The implications of the findings presented suggest that those childbearing with poor general health may be overcompensating in caring for their newborns early on. The consequences of this may unfold later in parenthood, when maternal performance can no longer be sustained in the face of ill health. As such, it will be important that parental support continues to sustain childhood development in the long term, particularly as parental burnout may have detrimental consequences to both childhood development and parental well-being in the long term.

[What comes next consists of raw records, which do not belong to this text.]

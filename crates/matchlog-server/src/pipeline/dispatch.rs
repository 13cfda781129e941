//! Ingestion coordination
//!
//! The pipeline fans incoming lines out to one worker task per source. Each
//! worker owns that source's [`BlockAssembler`] and drains a bounded queue,
//! so lines from one source are always processed in arrival order while
//! different sources proceed concurrently. A slow or misbehaving source
//! backs up only its own queue.
//!
//! Acceptance is decoupled from classification: the caller gets its receipt
//! as soon as raw lines are persisted and queued; parsing, classification
//! and event storage happen on the worker.

use std::collections::HashMap;
use std::sync::{Arc, Mutex};
use std::time::Duration;

use serde_json::json;
use tokio::sync::mpsc;
use tokio::time::MissedTickBehavior;
use tracing::{debug, error, warn};
use uuid::Uuid;

use crate::config::PipelineConfig;
use crate::models::{FailedParse, ParsedEvent, RawLine};
use crate::pipeline::assembler::{AssembledBlock, BlockAssembler, MalformedBlock, Outcome};
use crate::pipeline::classify::Classifier;
use crate::pipeline::envelope;
use crate::session::SessionDetector;
use crate::storage::LogStore;

/// Event kind of a reassembled statistics block.
pub const AGGREGATE_BLOCK_KIND: &str = "aggregate-block";

/// Companion event pointing the block's first raw line at its payload.
pub const AGGREGATE_BLOCK_REF_KIND: &str = "aggregate-block-ref";

/// What an ingest call accepted.
#[derive(Debug, Clone, Copy)]
pub struct IngestReceipt {
    /// Non-empty lines persisted and queued for classification.
    pub accepted: usize,
}

struct WorkerHandle {
    tx: mpsc::Sender<RawLine>,
    join: tokio::task::JoinHandle<()>,
}

struct WorkerContext {
    source_id: Uuid,
    store: Arc<dyn LogStore>,
    sessions: Arc<dyn SessionDetector>,
    classifier: Arc<Classifier>,
    config: PipelineConfig,
}

/// Fan-out coordinator owning the per-source worker map.
///
/// Workers live for the lifetime of the pipeline; tearing one down while a
/// replacement spins up would open a window where two tasks process the same
/// source, breaking per-source ordering. An idle worker costs only its empty
/// channel and assembler, and the map is bounded by the number of registered
/// sources.
pub struct IngestPipeline {
    store: Arc<dyn LogStore>,
    sessions: Arc<dyn SessionDetector>,
    classifier: Arc<Classifier>,
    config: PipelineConfig,
    workers: Mutex<HashMap<Uuid, WorkerHandle>>,
}

impl IngestPipeline {
    pub fn new(
        store: Arc<dyn LogStore>,
        sessions: Arc<dyn SessionDetector>,
        config: PipelineConfig,
    ) -> Self {
        Self {
            store,
            sessions,
            classifier: Arc::new(Classifier::new()),
            config,
            workers: Mutex::new(HashMap::new()),
        }
    }

    /// Accept a batch of raw lines from one source.
    ///
    /// Each non-empty line is persisted immediately and queued to the
    /// source's worker. A line whose raw insert fails is dropped from the
    /// batch without affecting the others.
    pub async fn ingest(&self, source_id: Uuid, address: &str, body: &str) -> IngestReceipt {
        let mut accepted = 0;

        for line in body.lines() {
            let line = line.trim();
            if line.is_empty() {
                continue;
            }

            let raw = RawLine::new(source_id, line);
            if let Err(e) = self.store.save_raw_line(&raw).await {
                error!(%source_id, error = %e, "Failed to persist raw line; skipping");
                continue;
            }
            accepted += 1;
            self.enqueue(raw).await;
        }

        if let Err(e) = self.store.touch_source(source_id, address).await {
            warn!(%source_id, error = %e, "Failed to update source liveness");
        }

        IngestReceipt { accepted }
    }

    /// Queue one line to its source's worker, spawning the worker on the
    /// source's first line. Retries if the worker died between lookup and
    /// send (its task panicked and closed the channel).
    async fn enqueue(&self, mut raw: RawLine) {
        loop {
            let tx = self.sender_for(raw.source_id);
            match tx.send(raw).await {
                Ok(()) => return,
                Err(mpsc::error::SendError(returned)) => {
                    warn!(source_id = %returned.source_id, "Source worker gone; respawning");
                    self.forget_worker(returned.source_id, &tx);
                    raw = returned;
                }
            }
        }
    }

    fn sender_for(&self, source_id: Uuid) -> mpsc::Sender<RawLine> {
        let mut workers = self.workers.lock().unwrap_or_else(|e| e.into_inner());
        workers
            .entry(source_id)
            .or_insert_with(|| self.spawn_worker(source_id))
            .tx
            .clone()
    }

    /// Drop a dead worker's entry so the next enqueue spawns a fresh one.
    /// Compares channels so a replacement spawned by a racing caller is
    /// left alone.
    fn forget_worker(&self, source_id: Uuid, dead: &mpsc::Sender<RawLine>) {
        let mut workers = self.workers.lock().unwrap_or_else(|e| e.into_inner());
        if workers
            .get(&source_id)
            .is_some_and(|h| h.tx.same_channel(dead))
        {
            workers.remove(&source_id);
        }
    }

    fn spawn_worker(&self, source_id: Uuid) -> WorkerHandle {
        debug!(%source_id, "Spawning worker for new source");
        let (tx, rx) = mpsc::channel(self.config.queue_depth);
        let ctx = WorkerContext {
            source_id,
            store: Arc::clone(&self.store),
            sessions: Arc::clone(&self.sessions),
            classifier: Arc::clone(&self.classifier),
            config: self.config.clone(),
        };
        let join = tokio::spawn(source_worker(ctx, rx));
        WorkerHandle { tx, join }
    }

    /// Close every worker channel, then wait for the workers to drain their
    /// queues and exit. All senders are dropped before the first join so the
    /// workers wind down in parallel.
    pub async fn shutdown(&self) {
        let handles: Vec<WorkerHandle> = {
            let mut workers = self.workers.lock().unwrap_or_else(|e| e.into_inner());
            workers.drain().map(|(_, h)| h).collect()
        };

        let joins: Vec<tokio::task::JoinHandle<()>> = handles
            .into_iter()
            .map(|WorkerHandle { tx, join }| {
                drop(tx);
                join
            })
            .collect();

        for join in joins {
            if let Err(e) = join.await {
                error!(error = %e, "Source worker failed during shutdown");
            }
        }
    }
}

/// Per-source loop: drain the queue in order, sweep the block buffer for
/// staleness between lines.
async fn source_worker(ctx: WorkerContext, mut rx: mpsc::Receiver<RawLine>) {
    let mut assembler = BlockAssembler::new();
    let stale_after = Duration::from_secs(ctx.config.block_stale_secs);

    let mut sweep = tokio::time::interval(Duration::from_secs(ctx.config.sweep_interval_secs));
    sweep.set_missed_tick_behavior(MissedTickBehavior::Skip);
    sweep.reset(); // skip the immediate first tick

    loop {
        tokio::select! {
            maybe = rx.recv() => match maybe {
                Some(raw) => process_line(&ctx, &mut assembler, raw).await,
                None => break,
            },
            _ = sweep.tick() => {
                if assembler.evict_if_stale(stale_after) {
                    debug!(source_id = %ctx.source_id, "Dropped stale block buffer");
                }
            },
        }
    }

    debug!(source_id = %ctx.source_id, "Source worker exiting");
}

async fn process_line(ctx: &WorkerContext, assembler: &mut BlockAssembler, raw: RawLine) {
    let canonical = envelope::canonicalize(&raw.text);

    match assembler.offer(raw.id, &canonical) {
        Outcome::Buffered => {}
        Outcome::Ordinary => classify_and_store(ctx, raw.id, &canonical).await,
        Outcome::Completed(block) => store_aggregate(ctx, block).await,
        Outcome::Malformed(block) => degrade_block(ctx, block).await,
    }
}

/// Classify one canonical line and persist the result, either a
/// [`ParsedEvent`] or a [`FailedParse`]. Storage failures are logged and
/// swallowed so one bad line never stalls the source's queue.
async fn classify_and_store(ctx: &WorkerContext, raw_line_id: Uuid, canonical: &str) {
    match ctx.classifier.classify(canonical) {
        Ok(classification) => {
            let mut event = ParsedEvent::new(
                raw_line_id,
                ctx.source_id,
                classification.kind,
                classification.payload,
            );

            match ctx.sessions.detect(&event).await {
                Ok(session_id) => event.session_id = session_id,
                Err(e) => {
                    debug!(source_id = %ctx.source_id, error = %e, "Session detection failed")
                }
            }

            if let Err(e) = ctx.store.save_parsed_event(&event).await {
                error!(
                    source_id = %ctx.source_id,
                    kind = %event.event_kind,
                    error = %e,
                    "Failed to store parsed event"
                );
            }
        }
        Err(failure) => {
            let record = FailedParse::new(raw_line_id, failure.to_string());
            if let Err(e) = ctx.store.save_failed_parse(&record).await {
                error!(source_id = %ctx.source_id, error = %e, "Failed to store parse failure");
            }
        }
    }
}

/// Persist a reassembled block as a single aggregate event attributed to the
/// block's last raw line, plus a reference event pointing the first line at
/// it when the block spanned more than one line.
async fn store_aggregate(ctx: &WorkerContext, block: AssembledBlock) {
    let mut event = ParsedEvent::new(
        block.last_raw_id,
        ctx.source_id,
        AGGREGATE_BLOCK_KIND,
        serde_json::Value::Object(block.object),
    );
    // The block's timestamp is when it opened, not when it closed
    event.created_at = block.opened_at;

    match ctx.sessions.detect(&event).await {
        Ok(session_id) => event.session_id = session_id,
        Err(e) => debug!(source_id = %ctx.source_id, error = %e, "Session detection failed"),
    }

    if let Err(e) = ctx.store.save_parsed_event(&event).await {
        error!(source_id = %ctx.source_id, error = %e, "Failed to store aggregate block");
        return;
    }

    if block.first_raw_id != block.last_raw_id {
        let mut reference = ParsedEvent::new(
            block.first_raw_id,
            ctx.source_id,
            AGGREGATE_BLOCK_REF_KIND,
            json!({ "aggregate_event_id": event.id }),
        );
        reference.session_id = event.session_id;
        if let Err(e) = ctx.store.save_parsed_event(&reference).await {
            error!(source_id = %ctx.source_id, error = %e, "Failed to store block reference");
        }
    }
}

/// A block that closed but failed to parse degrades gracefully: record the
/// failure against the closing line, then push each buffered field line back
/// through ordinary classification so the data is not lost entirely.
async fn degrade_block(ctx: &WorkerContext, block: MalformedBlock) {
    warn!(
        source_id = %ctx.source_id,
        lines = block.field_lines.len(),
        "Malformed block; reclassifying interior lines individually"
    );

    let record = FailedParse::new(block.last_raw_id, block.error.clone());
    if let Err(e) = ctx.store.save_failed_parse(&record).await {
        error!(source_id = %ctx.source_id, error = %e, "Failed to store parse failure");
    }

    for line in &block.field_lines {
        classify_and_store(ctx, block.last_raw_id, line).await;
    }
}
//! Envelope extraction
//!
//! Sources wrap the canonical event line in one of several historical
//! transport envelopes before shipping it. This module normalizes every
//! known wrapper into the form the line grammar expects:
//!
//! - `[2025-08-19T15:12:44Z] 18a5c248-...-af0b184937c1: <event>` — bracketed
//!   receive timestamp plus correlation UUID
//! - `18a5c248-...-af0b184937c1: <event>` — bare correlation UUID prefix
//! - `<date> - <time>: <event body>` — marker-less relay output
//! - fractional-seconds timestamps (`HH:MM:SS.mmm`), which the grammar does
//!   not accept
//!
//! Extraction is best-effort and never fails: a line matching no wrapper is
//! returned unchanged.

/// Marker every canonical event line starts with.
pub const CANONICAL_MARKER: &str = "L ";

/// Normalize a transport-wrapped line into the canonical event string.
pub fn canonicalize(line: &str) -> String {
    let mut text = strip_bracketed_prefix(line);
    text = strip_correlation_uuid(text);

    let mut out = if !text.starts_with(CANONICAL_MARKER)
        && text.contains(" - ")
        && text.contains(':')
    {
        format!("{}{}", CANONICAL_MARKER, text)
    } else {
        text.to_string()
    };

    if out.starts_with(CANONICAL_MARKER) {
        out = normalize_timestamp(&out);
    }

    out
}

/// Strip a `[timestamp] correlation: ` prefix, keeping only the payload
/// after the first `": "` past the closing bracket.
fn strip_bracketed_prefix(line: &str) -> &str {
    if !line.starts_with('[') {
        return line;
    }
    let Some(end) = line.find("] ") else {
        return line;
    };
    let remaining = &line[end + 2..];
    match remaining.find(": ") {
        Some(colon) => &remaining[colon + 2..],
        None => line,
    }
}

/// Strip a bare `<uuid>: ` prefix (36 characters, 4 hyphens).
fn strip_correlation_uuid(text: &str) -> &str {
    if text.starts_with(CANONICAL_MARKER) {
        return text;
    }
    let Some(colon) = text.find(": ") else {
        return text;
    };
    let prefix = &text[..colon];
    if prefix.len() == 36 && prefix.matches('-').count() == 4 {
        &text[colon + 2..]
    } else {
        text
    }
}

/// Drop fractional seconds from the time field and ensure it is
/// colon-terminated. The grammar expects `HH:MM:SS:`, not `HH:MM:SS.mmm`.
fn normalize_timestamp(text: &str) -> String {
    let mut parts = text.splitn(3, " - ");
    let (Some(date), Some(time), Some(rest)) = (parts.next(), parts.next(), parts.next()) else {
        return text.to_string();
    };

    if let Some(dot) = time.find('.') {
        format!("{} - {}: {}", date, &time[..dot], rest)
    } else if !time.ends_with(':') {
        format!("{} - {}: {}", date, time, rest)
    } else {
        text.to_string()
    }
}

#[cfg(test)]
mod tests {
    use super::*;

    const INNER: &str = r#"L 08/19/2025 - 19:03:31: "P<1><[U:1:1]><CT>" say "hi""#;

    #[test]
    fn test_bracketed_prefix_stripped() {
        let wrapped = format!(
            "[2025-08-19T15:12:44Z] 18a5c248-c891-42a6-b72e-af0b184937c1: {}",
            INNER
        );
        assert_eq!(canonicalize(&wrapped), INNER);
    }

    #[test]
    fn test_bare_uuid_prefix_stripped() {
        let wrapped = format!("18a5c248-c891-42a6-b72e-af0b184937c1: {}", INNER);
        assert_eq!(canonicalize(&wrapped), INNER);
    }

    #[test]
    fn test_markerless_line_gains_marker() {
        let wrapped = r#"08/19/2025 - 19:03:31: "P<1><[U:1:1]><CT>" say "hi""#;
        assert_eq!(canonicalize(wrapped), INNER);
    }

    #[test]
    fn test_fractional_seconds_truncated() {
        let wrapped = r#"L 08/19/2025 - 19:03:31.735 - World triggered "Round_Start""#;
        assert_eq!(
            canonicalize(wrapped),
            r#"L 08/19/2025 - 19:03:31: World triggered "Round_Start""#
        );
    }

    #[test]
    fn test_unrecognized_line_unchanged() {
        assert_eq!(canonicalize("garbage with no delimiters"), "garbage with no delimiters");
    }

    #[test]
    fn test_canonical_line_unchanged() {
        assert_eq!(canonicalize(INNER), INNER);
    }
}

7. STRENGTHS, LIMITATIONS, AND SUGGESTIONS FOR FUTURE RESEARCH

The current study was rigorously conducted, and multi-stage sampling was used to reduce sampling errors and enhance representation. Nevertheless, a clear limitation is that only participants from the west and northwest regions of Tehran were included. Moreover, due to the design of this study, those who experienced birth via cesarean section were also excluded. Considering that not all participants with a high-risk pregnancy and/or birth were able to participate, results cannot be generalized to all high-risk pregnancies and births. Future research is required in other geographical areas of Tehran, examining maternal performance in those who have given birth via cesarean section and those who experience high-risk pregnancy and childbirth. It will also be important to compare scores with participants in other parts of the world and conduct more qualitative research to understand how people adapt to parenthood following childbirth in a variety of cultures and contexts.

CONCLUSION

No statistically significant difference in maternal performance score was identified for those with favorable and unfavorable general health status following vaginal childbirth. This builds upon a growing body of evidence in the context of Iran. Despite this sample having high performance scores, it will be important to enhance and maintain good mental health in all childbearing people, particularly following childbirth, as this will enhance care and outcomes overall.

AUTHORS’ CONTRIBUTION

The authors confirm their contribution to the paper as follows: M.CH. and L.A.F. designed the study. M.CH., S.PA. and L.A.F. analyzed and interpreted the data. N.I., S.P., and L.A.F. interpreted the findings and wrote and revised the paper. All authors reviewed the results and approved the final version of the manuscript.

LIST OF ABBREVIATIONS

GHQ = General Health questionnaire
BIMF = Barkin Index of Maternal Functioning

ETHICS APPROVAL AND CONSENT TO PARTICIPATE

This study was approved by the Ethics Committee at Iran University of Medical Sciences, Tehran, Iran (Number: IR.IUMS.REC. 1400.1083).

HUMAN AND ANIMAL RIGHTS

All methods were carried out in accordance with our study protocol, along with relevant guidelines and regulations associated with Iran University of Medical Sciences and professional regulatory bodies such as the Nursing and Midwifery Council. This research was conducted on humans by the Helsinki Declaration of 1975, as revised in 2013 (http://ethics.iit.edu/ecodes/node/3931).

CONSENT FOR PUBLICATION

Informed written consent was obtained from participants (> 18 years old), who were fully informed of the purpose and procedures of the study.

STANDARDS OF REPORTING

STROBE guidelines were followed.

AVAILABILITY OF DATA AND MATERIALS

The data and supportive information are available within the article.

FUNDING

The current study was funded and supported by Iran University of Medical Sciences.

CONFLICT OF INTEREST

The authors declare no conflict of interest, financial or otherwise.

ACKNOWLEDGEMENTS

The authors would like to thank all who participated in this study.